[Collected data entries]
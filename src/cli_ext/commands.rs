//! CLI command handlers: one configuration pass per invocation, or one per
//! change in watch mode.

use std::{
    fs,
    path::{Path, PathBuf},
    sync::mpsc,
    time::Duration,
};

use anyhow::{Context, Result};
use notify::{EventKind, RecursiveMode, Watcher};
use owo_colors::OwoColorize;
use serde_json::json;
use tabled::{Table, Tabled};
use tracing::{debug, error, info, instrument};

use crate::{
    cli::{AppContext, BuildArgs, CheckPatternArgs, LoadArgs, OutputFormat, ProjectArgs, WatchArgs},
    core::{
        routes::normalize_page_override,
        theme::{Theme, ThemeBuild},
    },
    infra::config::{CONFIG_FILES, ProviderConfig, absolute_utf8, expand_path, load_author_options, load_config},
};

/// A finished pass plus where its declarations belong
pub struct PassOutput
{
    pub build: ThemeBuild,
    pub config: ProviderConfig,
    pub project_root: PathBuf,
}

impl PassOutput
{
    pub fn dts_path(&self) -> PathBuf
    {
        self.project_root
            .join(&self.config.out_dir)
            .join(
                self.build
                    .dts_file_name(),
            )
    }
}

/// Theme manifest location: `--theme` wins over the config file, relative
/// paths are taken from the project root.
fn theme_path(
    project_root: &Path,
    args: &ProjectArgs,
    config: &ProviderConfig,
) -> PathBuf
{
    let raw = args
        .theme
        .as_ref()
        .unwrap_or(&config.theme);
    let expanded = expand_path(raw);

    if expanded.is_relative() { project_root.join(expanded) } else { expanded }
}

/// Load config and manifest, then run one pass.
#[instrument(skip_all, fields(project = %args.project.display()))]
pub fn run_pass(args: &ProjectArgs) -> Result<PassOutput>
{
    let project_root = absolute_utf8(&args.project)?.into_std_path_buf();
    let config_file = args
        .config
        .as_deref()
        .map(expand_path);
    let config = load_config(&project_root, config_file.as_deref())?;

    let manifest = theme_path(&project_root, args, &config);
    let options = load_author_options(&manifest)?;
    let theme = Theme::new(options)?;

    let project = config.project(&project_root)?;
    let build = theme.build(&config.options, &project)?;

    Ok(PassOutput { build, config, project_root })
}

/// Write the declaration file unless this is a dry run
fn write_dts(
    output: &PassOutput,
    ctx: &AppContext,
) -> Result<Option<PathBuf>>
{
    let path = output.dts_path();

    if ctx.dry_run
    {
        if !ctx.quiet
        {
            eprintln!("Would write {}", path.display());
        }
        return Ok(None);
    }

    if let Some(parent) = path.parent()
    {
        fs::create_dir_all(parent).with_context(|| format!("Failed to create {}", parent.display()))?;
    }
    fs::write(&path, &output.build.dts).with_context(|| format!("Failed to write {}", path.display()))?;

    debug!(path = %path.display(), "declarations written");
    Ok(Some(path))
}

pub fn build_run(
    args: BuildArgs,
    ctx: &AppContext,
) -> Result<()>
{
    let output = run_pass(&args.project)?;

    if args.print_dts
    {
        print!("{}", output.build.dts);
        return Ok(());
    }

    let written = write_dts(&output, ctx)?;

    if ctx.quiet
    {
        return Ok(());
    }

    match args.format
    {
        OutputFormat::Json =>
        {
            let summary = json!({
                "name": output.build.name,
                "config": output.build.config,
                "modules": output.build.modules,
                "routes": output.build.routes,
                "pages": output.build.pages,
                "middleware": output.build.middleware,
                "integrations": output.build.integrations,
                "public_dir": output.build.public_dir,
                "virtual_ids": output.build.resolver.ids().collect::<Vec<_>>(),
                "dts": written,
            });
            println!("{}", serde_json::to_string_pretty(&summary)?);
        }
        OutputFormat::Table =>
        {
            print_tables(&output.build);
        }
        OutputFormat::Text =>
        {
            print_text(&output.build, written.as_deref(), ctx);
        }
    }

    Ok(())
}

fn print_tables(build: &ThemeBuild)
{
    #[derive(Tabled)]
    struct ModuleRow
    {
        module: String,
        alias: String,
        exports: String,
        imports: usize,
        overridden: bool,
    }

    #[derive(Tabled)]
    struct RouteRow
    {
        pattern: String,
        entrypoint: String,
    }

    let modules: Vec<_> = build
        .modules
        .iter()
        .map(|module| ModuleRow {
            module: module
                .id
                .clone(),
            alias: module
                .alias
                .clone(),
            exports: module
                .exports
                .join(", "),
            imports: module.imports,
            overridden: module.overridden,
        })
        .collect();

    let routes: Vec<_> = build
        .routes
        .iter()
        .map(|route| RouteRow {
            pattern: route
                .pattern
                .clone(),
            entrypoint: route
                .entrypoint
                .to_string(),
        })
        .collect();

    println!("{}", Table::new(modules));
    println!("{}", Table::new(routes));
}

fn print_text(
    build: &ThemeBuild,
    written: Option<&Path>,
    ctx: &AppContext,
)
{
    let heading = if ctx.no_color
    {
        build
            .name
            .clone()
    }
    else
    {
        build
            .name
            .green()
            .bold()
            .to_string()
    };
    println!("{heading}");

    for module in &build.modules
    {
        let marker = if module.overridden { " (overridden)" } else { "" };
        println!("  module {}{} [{}]", module.id, marker, module.exports.join(", "));
    }

    for route in &build.routes
    {
        println!("  route  {} -> {}", route.pattern, route.entrypoint);
    }

    for removed in build
        .pages
        .resolved
        .iter()
        .filter_map(|(pattern, target)| target.is_none().then_some(pattern))
    {
        println!("  route  {removed} removed");
    }

    for integration in &build.integrations.injected
    {
        println!("  integration {integration}");
    }

    if let Some(path) = written
    {
        println!("Wrote {}", path.display());
    }
}

pub fn load_run(
    args: LoadArgs,
    _ctx: &AppContext,
) -> Result<()>
{
    let output = run_pass(&args.project)?;

    let content = output
        .build
        .resolver
        .serve(&args.id, args.importer.as_deref(), args.ssr)
        .with_context(|| format!("\"{}\" is not a virtual module of {}", args.id, output.build.name))?;

    print!("{content}");
    Ok(())
}

pub fn check_pattern_run(
    args: CheckPatternArgs,
    ctx: &AppContext,
) -> Result<()>
{
    let normalized = normalize_page_override(&args.old, &args.new)?;

    if ctx.quiet
    {
        return Ok(());
    }

    let status = if ctx.no_color { "valid".to_string() } else { "valid".green().to_string() };
    println!("{status} {normalized}");
    Ok(())
}

/// Run a pass, then re-run on every settled burst of filesystem changes.
/// Failed passes are logged and the watch continues.
pub fn watch_run(
    args: WatchArgs,
    ctx: &AppContext,
) -> Result<()>
{
    let output = run_pass(&args.project)?;
    write_dts(&output, ctx)?;

    let (tx, rx) = mpsc::channel::<notify::Result<notify::Event>>();
    let mut watcher = notify::recommended_watcher(tx).context("Failed to start file watcher")?;

    for dir in &output.build.watch_dirs
    {
        watcher
            .watch(dir.as_std_path(), RecursiveMode::Recursive)
            .with_context(|| format!("Failed to watch {dir}"))?;
    }
    for name in CONFIG_FILES
    {
        let file = output
            .project_root
            .join(name);
        if file.exists()
        {
            watcher
                .watch(&file, RecursiveMode::NonRecursive)
                .with_context(|| format!("Failed to watch {}", file.display()))?;
        }
    }

    let out_dir = output
        .project_root
        .join(&output.config.out_dir);
    let debounce = Duration::from_millis(args.debounce_ms);

    info!(dirs = output.build.watch_dirs.len(), "watching for changes");
    if !ctx.quiet
    {
        eprintln!("Watching {} for changes", output.build.name);
    }

    while let Ok(event) = rx.recv()
    {
        let relevant = |event: &notify::Result<notify::Event>| match event
        {
            Ok(event) =>
            {
                !matches!(event.kind, EventKind::Access(_))
                    && event
                        .paths
                        .iter()
                        .any(|path| !path.starts_with(&out_dir))
            }
            Err(_) => false,
        };

        let mut changed = relevant(&event);
        while let Ok(next) = rx.recv_timeout(debounce)
        {
            changed |= relevant(&next);
        }

        if !changed
        {
            continue;
        }

        match run_pass(&args.project).and_then(|output| write_dts(&output, ctx))
        {
            Ok(_) => info!("theme pass re-run"),
            Err(err) => error!("{err:#}"),
        }
    }

    Ok(())
}
use crossterm::event::{KeyCode, KeyEvent, KeyEventKind, KeyModifiers};

use super::keybindings::{KeyBindings, KeybindingError};
use super::theme::Theme;
use super::view::ReportView;
use crate::config::Config;
use crate::gate::{SessionGate, SessionState, SubmitOutcome};
use crate::nav::ActivationWindow;
use crate::report::Report;

/// Viewer mode.
#[derive(Debug, Clone, Copy, PartialEq, Eq, Default)]
pub enum AppMode {
    /// Sign-in screen.
    #[default]
    Login,
    /// The report is showing.
    Report,
    /// Help overlay on top of the report.
    Help,
    /// The viewer is exiting.
    Quitting,
}

impl AppMode {
    /// Check if the viewer is done.
    #[must_use]
    pub fn is_done(&self) -> bool {
        matches!(self, Self::Quitting)
    }
}

/// Which sign-in field has focus.
#[derive(Debug, Clone, Copy, PartialEq, Eq, Default)]
pub enum LoginField {
    #[default]
    Identifier,
    Verifier,
}

impl LoginField {
    fn other(self) -> Self {
        match self {
            Self::Identifier => Self::Verifier,
            Self::Verifier => Self::Identifier,
        }
    }
}

/// A user intent resolved from a key press in report mode.
#[derive(Debug, Clone, Copy, PartialEq, Eq, Hash)]
pub enum Action {
    ScrollUp,
    ScrollDown,
    PageUp,
    PageDown,
    GoToTop,
    GoToBottom,
    NextSection,
    PreviousSection,
    /// Jump to the n-th section, counting from 1.
    JumpToSection(u8),
    ToggleTheme,
    ShowHelp,
    Logout,
    Cancel,
    Quit,
}

const ACTION_NAMES: &[&str] = &[
    "scroll_up",
    "scroll_down",
    "page_up",
    "page_down",
    "go_to_top",
    "go_to_bottom",
    "next_section",
    "previous_section",
    "jump_to_section_1",
    "jump_to_section_2",
    "jump_to_section_3",
    "jump_to_section_4",
    "jump_to_section_5",
    "toggle_theme",
    "show_help",
    "logout",
    "cancel",
    "quit",
];

impl Action {
    /// Names accepted in `custom_keybindings`.
    #[must_use]
    pub fn all_names() -> &'static [&'static str] {
        ACTION_NAMES
    }

    /// Closest known action name, if any is reasonably close.
    #[must_use]
    pub fn suggest(name: &str) -> Option<&'static str> {
        let normalized = normalize_action_name(name);
        ACTION_NAMES
            .iter()
            .map(|candidate| (*candidate, strsim::jaro_winkler(&normalized, candidate)))
            .filter(|(_, score)| *score >= 0.8)
            .max_by(|a, b| a.1.total_cmp(&b.1))
            .map(|(candidate, _)| candidate)
    }

    /// Short label for hints and the help overlay.
    #[must_use]
    pub fn description(&self) -> String {
        match self {
            Self::ScrollUp => "Scroll up".to_string(),
            Self::ScrollDown => "Scroll down".to_string(),
            Self::PageUp => "Page up".to_string(),
            Self::PageDown => "Page down".to_string(),
            Self::GoToTop => "Go to top".to_string(),
            Self::GoToBottom => "Go to bottom".to_string(),
            Self::NextSection => "Next section".to_string(),
            Self::PreviousSection => "Previous section".to_string(),
            Self::JumpToSection(n) => format!("Jump to section {n}"),
            Self::ToggleTheme => "Toggle theme".to_string(),
            Self::ShowHelp => "Show help".to_string(),
            Self::Logout => "Sign out".to_string(),
            Self::Cancel => "Close overlay".to_string(),
            Self::Quit => "Quit".to_string(),
        }
    }
}

fn normalize_action_name(name: &str) -> String {
    name.trim().to_lowercase().replace(['-', ' '], "_")
}

impl FromStr for Action {
    type Err = KeybindingError;

    fn from_str(s: &str) -> Result<Self, Self::Err> {
        let normalized = normalize_action_name(s);
        let action = match normalized.as_str() {
            "scroll_up" | "up" => Self::ScrollUp,
            "scroll_down" | "down" => Self::ScrollDown,
            "page_up" => Self::PageUp,
            "page_down" => Self::PageDown,
            "go_to_top" | "top" => Self::GoToTop,
            "go_to_bottom" | "bottom" => Self::GoToBottom,
            "next_section" => Self::NextSection,
            "previous_section" | "prev_section" => Self::PreviousSection,
            "toggle_theme" => Self::ToggleTheme,
            "show_help" | "help" => Self::ShowHelp,
            "logout" | "sign_out" => Self::Logout,
            "cancel" => Self::Cancel,
            "quit" => Self::Quit,
            other => {
                let n = other
                    .strip_prefix("jump_to_section_")
                    .and_then(|n| n.parse::<u8>().ok())
                    .filter(|n| (1..=9).contains(n));
                match n {
                    Some(n) => Self::JumpToSection(n),
                    None => {
                        return Err(KeybindingError::InvalidAction {
                            name: s.to_string(),
                            suggestion: Self::suggest(s),
                        })
                    }
                }
            }
        };
        Ok(action)
    }
}

/// Viewer state.
///
/// Not thread-safe; only the main loop touches it.
#[derive(Debug)]
pub struct App {
    mode: AppMode,
    gate: SessionGate,
    identifier: String,
    verifier_input: String,
    focus: LoginField,
    /// Identifier of the open session.
    user: Option<String>,
    report: Report,
    view: Option<ReportView>,
    keybindings: KeyBindings,
    theme: Theme,
    accessible: bool,
    ascii_borders: bool,
    spy_window: ActivationWindow,
    scroll_step: u16,
    viewport: (u16, u16),
}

**Aim of the exercise**
What lines above contain "join"? Copy them out.

**Result for this task**
            .join(&self.config.out_dir)
            .join(
    if expanded.is_relative() { project_root.join(expanded) } else { expanded }
                .join(", "),
        println!("  module {}{} [{}]", module.id, marker, module.exports.join(", "));
            .join(name);
        .join(&output.config.out_dir);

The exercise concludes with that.